Les dérèglements climatiques rendent la vie de tous les jours de plus en plus difficile. Il est crucial que les négociateur·rices pour la formation du gouvernement fédéral aient cela en tête au terme de leur pause familiale, avant d’entrer dans le vif des négociations. Dans une Lettre Ouverte, des scientifiques et des mouvements de citoyen·nes (soit 320 signataires) leur demandent d’inclure une politique climatique ambitieuse au cœur de la déclaration de politique fédérale.

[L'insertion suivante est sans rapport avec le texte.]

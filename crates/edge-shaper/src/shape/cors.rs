//! CORS header injection on delivered responses.
//!
//! Values are validated once at startup and overwrite whatever the backend
//! sent under the same names.

use axum::http::header::{
    ACCESS_CONTROL_ALLOW_HEADERS, ACCESS_CONTROL_ALLOW_METHODS, ACCESS_CONTROL_ALLOW_ORIGIN,
};
use axum::http::{HeaderMap, HeaderValue};

use crate::config::CorsConfig;
use crate::error::ConfigError;

#[derive(Debug, Clone)]
pub struct CorsInjector {
    path_prefix: String,
    allow_origin: HeaderValue,
    allow_methods: HeaderValue,
    allow_headers: HeaderValue,
}

impl CorsInjector {
    pub fn new(config: &CorsConfig) -> Result<Self, ConfigError> {
        Ok(Self {
            path_prefix: config.path_prefix.clone(),
            allow_origin: header_value("allow_origin", &config.allow_origin)?,
            allow_methods: header_value("allow_methods", &config.allow_methods)?,
            allow_headers: header_value("allow_headers", &config.allow_headers)?,
        })
    }

    /// Whether responses to `path` get the headers.
    ///
    /// Non origin-form targets such as `*` are matched as `/`.
    pub fn applies_to(&self, path: &str) -> bool {
        let path = if path.starts_with('/') { path } else { "/" };
        path.starts_with(&self.path_prefix)
    }

    /// Set the three headers on `headers` if `path` is covered.
    pub fn inject(&self, path: &str, headers: &mut HeaderMap) {
        if !self.applies_to(path) {
            return;
        }
        // insert() drops every previous value for the name
        headers.insert(ACCESS_CONTROL_ALLOW_ORIGIN, self.allow_origin.clone());
        headers.insert(ACCESS_CONTROL_ALLOW_METHODS, self.allow_methods.clone());
        headers.insert(ACCESS_CONTROL_ALLOW_HEADERS, self.allow_headers.clone());
    }
}

fn header_value(field: &'static str, value: &str) -> Result<HeaderValue, ConfigError> {
    HeaderValue::from_str(value).map_err(|_| ConfigError::CorsValue {
        field,
        value: value.to_string(),
    })
}
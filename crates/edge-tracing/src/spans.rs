//! Span builder helpers for edge-shaper instrumentation.

/// Create a tracing span for one pass through the shaping pipeline.
///
/// Usage: `let span = edge_request_span!(request_id, method, host, path);`
///
/// Recorded later by the pipeline:
/// - `decision`: `passthrough` or `synthesize`
/// - `status`: the status code delivered to the client
#[macro_export]
macro_rules! edge_request_span {
    ($request_id:expr, $method:expr, $host:expr, $path:expr) => {
        tracing::info_span!(
            "edge_request",
            request_id = %$request_id,
            method = %$method,
            host = %$host,
            path = %$path,
            decision = tracing::field::Empty,
            status = tracing::field::Empty,
        )
    };
}

/// Create a tracing span for the forward to the backend.
#[macro_export]
macro_rules! backend_forward_span {
    ($request_id:expr, $target:expr) => {
        tracing::info_span!(
            "backend_forward",
            request_id = %$request_id,
            target = %$target,
            status = tracing::field::Empty,
            latency_ms = tracing::field::Empty,
        )
    };
}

Monsieur De Wever, mesdames et messieurs les négociateur·rices,
2024 restera probablement dans les livres d’histoire comme une année des records de chaleur. Le réchauffement de la planète s’est accéléré, entraînant une série choquante de phénomènes météorologiques extrêmes : sécheresses, vagues de chaleur, inondations, tempêtes intenses et incendies de forêt. Le chaos, les souffrances humaines et les pertes économiques causés par ces phénomènes sont incalculables.
Notre pays n’a pas été épargné. « Les pires de l’histoire » : c’est ainsi que les habitant·es de la commune limbourgeoise des Fourons décrivent les inondations qui les ont frappés récemment. L’eau est montée jusqu’hauteur de poitrine. Les habitant·es ont dû fuir leur maison. Les souvenirs, traumatisants, des inondations en Wallonie, en 2021 ont été ravivés. Il y a à peine un mois, nous avons commémoré les premiers « morts climatiques » belges.
Sur le plan économique également, le bilan de 2024 est lourd : il suffit de penser aux mauvaises récoltes et aux cultures pourries que nos agriculteurs et agricultrices ont dû endurer en raison des précipitations sans précédent. Mais ce n’est qu’un signe avant-coureur de ce qui nous attend à mesure que les dérèglements se poursuivent. Les données scientifiques sont claires et précises : chaque fraction de degré de réchauffement supplémentaire a des conséquences dévastatrices pour nos écosystèmes, la santé publique et les économies du monde entier. On estime que la crise climatique pourrait coûter plus de 9,5 milliards d’euros par an à la Belgique en raison d’événements météorologiques extrêmes.
Le climat doit donc être une priorité absolue pour les négociateur·rices politiques. Des ambitions claires et des mesures sociales concrètes en matière de climat sont essentielles pour relever les défis. Mais les documents de négociation qui ont fait l’objet de fuites ne laissent entrevoir que des révisions, des reculs et des remises en question des engagements existants sur le climat.
Nous profitons de la fin de la « semaine de pause » dans les négociations pour rappeler aux formateur·rices fédéraux la situation exceptionnelle et inquiétante dans laquelle nous nous trouvons. Pour stopper le réchauffement, les émissions de gaz à effet de serre doivent être drastiquement réduites avant 2030. La Belgique doit y contribuer. Non seulement en réduisant ses propres émissions, mais aussi en s’engageant dans une coopération internationale et européenne forte.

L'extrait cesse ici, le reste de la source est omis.